En resumen, yo diría que hay mucho material bueno aquí; en realidad, [hay] la mayoría de los elementos necesarios para un pleno desarrollo teatral; se necesita solamente la mano del organizador para unirlos y para encontrar el punto de contacto entre el teatro y el público. Se requieren directores –como en todas partes. También  hacen falta encargados de vestuario y escenógrafos de amplia cultura.

Cuando el renacimiento de México, iniciado bajo tan buenos auspicios, se torne más y más completo estas necesidades serán cubiertas. Para el tiempo en que el precioso Teatro Nacional[7] sea terminado habrá, sin duda, producciones dignas de su belleza listas para ser puestas en tan idóneo escenario.

La vista de este teatro, casi terminado, es impresionante. La obra comenzada hace doce años; la inmensa suma destinada a su terminación perdida en una de las tantas revoluciones…podría haber parecido, durante los años tumultuosos, como una vista típica de México: México en sus sueños magníficos, sus ambiciones insatisfechas, su idealismo impráctico.

El blanco mármol de las paredes del teatro contra el cielo de media noche, como lo vi por primera vez, evocaba el Taj Mahal: un sarcófago para el alma asesinada de México.

Pero eso fue ayer y hoy esa alma ha despertado y qué mejor hogar podría encontrar que el Teatro Nacional, donde puede revelarse, vibrante de vida, en las obras de su pueblo.

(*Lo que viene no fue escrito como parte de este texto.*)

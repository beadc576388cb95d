//! Application initialization and resource setup.
//!
//! This module provides functions to initialize shared resources:
//! - Logger (plain or JSON)
//! - HTTP probe client (redirects disabled)
//!
//! The database pool lives in `storage`.

mod client;
mod logger;

// Re-export public API
pub use client::init_probe_client;
pub use logger::init_logger_with;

Traducido en octubre de 2012.


[1]N. del T.: Este movimiento se originó en ciudades estadounidenses grandes, como Chicago y Detroit, cuando el cine comenzó a desbancar al teatro como espectáculo para las masas, en 1912. Se formaron compañías para poner en escena obras más íntimas, sin fines de lucro y de mentalidad liberal. Fuente: Bryer, Jackson. ed. The Theatre We Worked For. Yale University Press, New Haven and London, 1982. p. 9, citada en Wikipedia: http://en.wikipedia.org/wiki/Little_Theatre_Movement#cite_note-0.

[2] N. del T.: Los hermanos Serafín y Joaquín Álvarez Quintero, dramaturgos españoles.

[3] N. del T.: Universidad Nacional Autónoma de México.

[4] N. del T.: Así escrito en el original; no se pudo encontrar título alguno entre las obras conocidas de Jiménez Rueda que pueda corresponder a éste.

[5] N. del T.: El Heraldo de México, publicado en la capital del país.

[6]N. del T.: Lo más probable es en realidad se refiera a Charles Dickens; no se encontró dato alguno sobre un dramaturgo de apellido Dicents. Por el contexto, bien pudiera tratarse de Dickens, aunque a Gamboa solía comparársele más bien con Zola, mientras que Dickens era equiparado con José López Portillo y Rojas.

[7] N. del T.: El Palacio de Bellas Artes, inaugurado el 29 de septiembre de 1934.